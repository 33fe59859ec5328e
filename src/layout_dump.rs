use crate::bbox::BoundingBox;
use crate::configuration::LayoutConfiguration;
use crate::layout::{ResolvedLayout, Resolution};
use serde::Serialize;
use std::fs::File;
use std::io::BufWriter;
use std::path::Path;

#[derive(Debug, Serialize)]
pub struct LayoutDump {
    pub full_ratio: f64,
    pub main_ratio: f64,
    pub margin: f64,
    pub crs: Option<String>,
    pub subplots: Vec<SubplotDump>,
}

#[derive(Debug, Serialize)]
pub struct SubplotDump {
    pub index: usize,
    pub is_main: bool,
    pub resolved_bbox: [f64; 4],
    pub data_extent: Option<[f64; 4]>,
    pub layout: Option<ResolvedLayout>,
    pub placeholder: bool,
}

fn bbox_array(b: &BoundingBox) -> [f64; 4] {
    [b.xmin, b.ymin, b.xmax, b.ymax]
}

impl LayoutDump {
    pub fn from_resolution(configuration: &LayoutConfiguration, resolution: &Resolution) -> Self {
        let subplots = configuration
            .subplots()
            .iter()
            .map(|subplot| {
                let placement = resolution
                    .placements
                    .iter()
                    .find(|p| p.index == subplot.index());
                let layout = if subplot.is_main() {
                    Some(ResolvedLayout::FULL)
                } else {
                    placement.map(|p| p.layout)
                };
                SubplotDump {
                    index: subplot.index(),
                    is_main: subplot.is_main(),
                    resolved_bbox: bbox_array(subplot.resolved_bbox()),
                    data_extent: subplot.data_extent().map(bbox_array),
                    layout,
                    placeholder: placement.is_some_and(|p| p.placeholder),
                }
            })
            .collect();

        LayoutDump {
            full_ratio: configuration.full_ratio(),
            main_ratio: configuration.main_ratio(),
            margin: configuration.margin(),
            crs: configuration.crs().map(|crs| crs.as_str().to_owned()),
            subplots,
        }
    }
}

pub fn write_layout_dump(
    path: &Path,
    configuration: &LayoutConfiguration,
    resolution: &Resolution,
) -> anyhow::Result<()> {
    let file = File::create(path)?;
    let writer = BufWriter::new(file);
    let dump = LayoutDump::from_resolution(configuration, resolution);
    serde_json::to_writer_pretty(writer, &dump)?;
    Ok(())
}
//! Inset placement.
//!
//! Turns a resolved [`LayoutConfiguration`] into one normalized rectangle per
//! inset. Rectangles are canvas fractions anchored bottom-left. Unless the
//! caller forced both dimensions, every rectangle has
//! `width / height == data_aspect / full_ratio`, so the inset is drawn
//! without distortion on a canvas of ratio `full_ratio`.
//!
//! Placement is not clamped: an inset positioned past the canvas edge stays
//! there.

use serde::Serialize;

use crate::bbox::{self, ExtentFeatures};
use crate::configuration::{LayoutConfiguration, ResolvedSpec};
use crate::error::{self, Advisory, InsetError, Result};
use crate::spec::{HAlign, Position, SizeMode, VAlign};

pub(crate) const RATIO_TOLERANCE: f64 = 1e-9;

/// Normalized canvas rectangle, origin at the bottom-left corner.
#[derive(Debug, Clone, Copy, PartialEq, Serialize)]
pub struct ResolvedLayout {
    pub x: f64,
    pub y: f64,
    pub width: f64,
    pub height: f64,
}

impl ResolvedLayout {
    /// The whole canvas, where the main subplot goes.
    pub const FULL: ResolvedLayout = ResolvedLayout {
        x: 0.0,
        y: 0.0,
        width: 1.0,
        height: 1.0,
    };
}

/// How much of the canvas the letterboxed main subplot covers per axis.
#[derive(Debug, Clone, Copy, PartialEq)]
pub struct CompressionFactors {
    pub width: f64,
    pub height: f64,
}

pub fn compression_factors(main_ratio: f64, full_ratio: f64) -> CompressionFactors {
    if full_ratio > main_ratio {
        // Canvas wider than the data: pillarboxed.
        CompressionFactors {
            width: main_ratio / full_ratio,
            height: 1.0,
        }
    } else if full_ratio < main_ratio {
        // Canvas taller than the data: letterboxed.
        CompressionFactors {
            width: 1.0,
            height: full_ratio / main_ratio,
        }
    } else {
        CompressionFactors {
            width: 1.0,
            height: 1.0,
        }
    }
}

/// Canvas size of an inset, in canvas fractions.
///
/// Scale-factor sizing keeps the inset at `scale_factor` times the main
/// subplot's data-to-canvas scale. Single-dimension sizing derives the other
/// dimension from the inset's data ratio. `Both` is returned unchanged.
pub fn inset_size(
    size: SizeMode,
    inset: &ExtentFeatures,
    main: &ExtentFeatures,
    factors: CompressionFactors,
) -> (f64, f64) {
    let rel_x = inset.x_range / main.x_range;
    let rel_y = inset.y_range / main.y_range;
    match size {
        SizeMode::ScaleFactor(scale) => (
            rel_x * factors.width * scale,
            rel_y * factors.height * scale,
        ),
        SizeMode::Width(width) => (width, width / effective_ratio(rel_x, rel_y, factors)),
        SizeMode::Height(height) => (height * effective_ratio(rel_x, rel_y, factors), height),
        SizeMode::Both { width, height } => (width, height),
    }
}

// Inset ratio relative to the main subplot, carried through the main
// subplot's own compression. Equals data_aspect / full_ratio.
fn effective_ratio(rel_x: f64, rel_y: f64, factors: CompressionFactors) -> f64 {
    (rel_x / rel_y) * factors.width / factors.height
}

/// Bottom-left corner of an inset of the given size.
pub fn inset_origin(position: Position, width: f64, height: f64, margin: f64) -> (f64, f64) {
    match position {
        Position::Explicit { left, bottom } => (left, bottom),
        Position::Anchor(anchor) => {
            let x = match anchor.horizontal {
                HAlign::Left => margin,
                HAlign::Center => 0.5 - width / 2.0,
                HAlign::Right => 1.0 - width - margin,
            };
            let y = match anchor.vertical {
                VAlign::Bottom => margin,
                VAlign::Center => 0.5 - height / 2.0,
                VAlign::Top => 1.0 - height - margin,
            };
            (x, y)
        }
    }
}

/// One placed inset.
#[derive(Debug, Clone, PartialEq)]
pub struct InsetPlacement {
    /// Index of the spec in the configuration.
    pub index: usize,
    pub layout: ResolvedLayout,
    /// Sized from the requested bbox because the crop was empty.
    pub placeholder: bool,
}

#[derive(Debug, Clone, Default, PartialEq)]
pub struct Resolution {
    pub placements: Vec<InsetPlacement>,
    pub advisories: Vec<Advisory>,
}

impl Resolution {
    pub fn layouts(&self) -> Vec<ResolvedLayout> {
        self.placements.iter().map(|p| p.layout).collect()
    }
}

pub struct LayoutResolver<'a> {
    configuration: &'a LayoutConfiguration,
    main: ExtentFeatures,
    factors: CompressionFactors,
}

impl<'a> LayoutResolver<'a> {
    pub fn new(configuration: &'a LayoutConfiguration) -> Result<Self> {
        let main = configuration.main().extent_features()?;
        let factors = compression_factors(main.aspect_ratio, configuration.full_ratio());
        Ok(Self {
            configuration,
            main,
            factors,
        })
    }

    pub fn factors(&self) -> CompressionFactors {
        self.factors
    }

    /// Place one inset from its data extent.
    pub fn resolve_inset(
        &self,
        subplot: &ResolvedSpec,
    ) -> Result<(ResolvedLayout, Option<Advisory>)> {
        let inset = subplot.extent_features()?;
        Ok(self.place(subplot, &inset))
    }

    /// Place every inset, aborting on the first degenerate extent.
    pub fn resolve(&self) -> Result<Resolution> {
        self.resolve_with(|subplot| subplot.extent_features().map(|f| (f, false)))
    }

    /// Place every inset; an inset whose crop is empty is sized from its
    /// requested bbox instead.
    pub fn resolve_lenient(&self) -> Result<Resolution> {
        self.resolve_with(|subplot| match subplot.extent_features() {
            Ok(features) => Ok((features, false)),
            Err(InsetError::DegenerateExtent { .. }) => bbox::features(subplot.resolved_bbox())
                .map(|f| (f, true))
                .map_err(|err| match err {
                    InsetError::DegenerateExtent {
                        x_range, y_range, ..
                    } => InsetError::DegenerateExtent {
                        index: Some(subplot.index()),
                        x_range,
                        y_range,
                    },
                    other => other,
                }),
            Err(other) => Err(other),
        })
    }

    fn resolve_with<F>(&self, mut extent: F) -> Result<Resolution>
    where
        F: FnMut(&ResolvedSpec) -> Result<(ExtentFeatures, bool)>,
    {
        let mut resolution = Resolution::default();
        for subplot in self.configuration.insets() {
            let (features, placeholder) = extent(subplot)?;
            let (layout, advisory) = self.place(subplot, &features);
            resolution.placements.push(InsetPlacement {
                index: subplot.index(),
                layout,
                placeholder,
            });
            resolution.advisories.extend(advisory);
        }
        Ok(resolution)
    }

    fn place(
        &self,
        subplot: &ResolvedSpec,
        inset: &ExtentFeatures,
    ) -> (ResolvedLayout, Option<Advisory>) {
        let size = subplot.spec().size();
        let (width, height) = inset_size(size, inset, &self.main, self.factors);
        let (x, y) = inset_origin(
            subplot.spec().position(),
            width,
            height,
            self.configuration.margin(),
        );
        tracing::debug!(index = subplot.index(), x, y, width, height, "placed inset");

        let advisory = match size {
            SizeMode::Both { .. } => {
                let expected_ratio = inset.aspect_ratio / self.configuration.full_ratio();
                let actual_ratio = width / height;
                let distorted =
                    ((actual_ratio - expected_ratio) / expected_ratio).abs() > RATIO_TOLERANCE;
                distorted.then_some(Advisory::DistortedInset {
                    index: subplot.index(),
                    expected_ratio,
                    actual_ratio,
                })
            }
            _ => None,
        };
        if let Some(advisory) = &advisory {
            error::emit(advisory);
        }

        (
            ResolvedLayout {
                x,
                y,
                width,
                height,
            },
            advisory,
        )
    }
}

/// Place every inset of `configuration`; any degenerate extent fails the call.
pub fn resolve_layouts(configuration: &LayoutConfiguration) -> Result<Resolution> {
    LayoutResolver::new(configuration)?.resolve()
}

/// Like [`resolve_layouts`], but empty crops fall back to the requested bbox.
pub fn resolve_layouts_lenient(configuration: &LayoutConfiguration) -> Result<Resolution> {
    LayoutResolver::new(configuration)?.resolve_lenient()
}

■ Work item ■
From the lines above, copy those that contain the word "where".

■ Response to this task ■
    /// The whole canvas, where the main subplot goes.
    where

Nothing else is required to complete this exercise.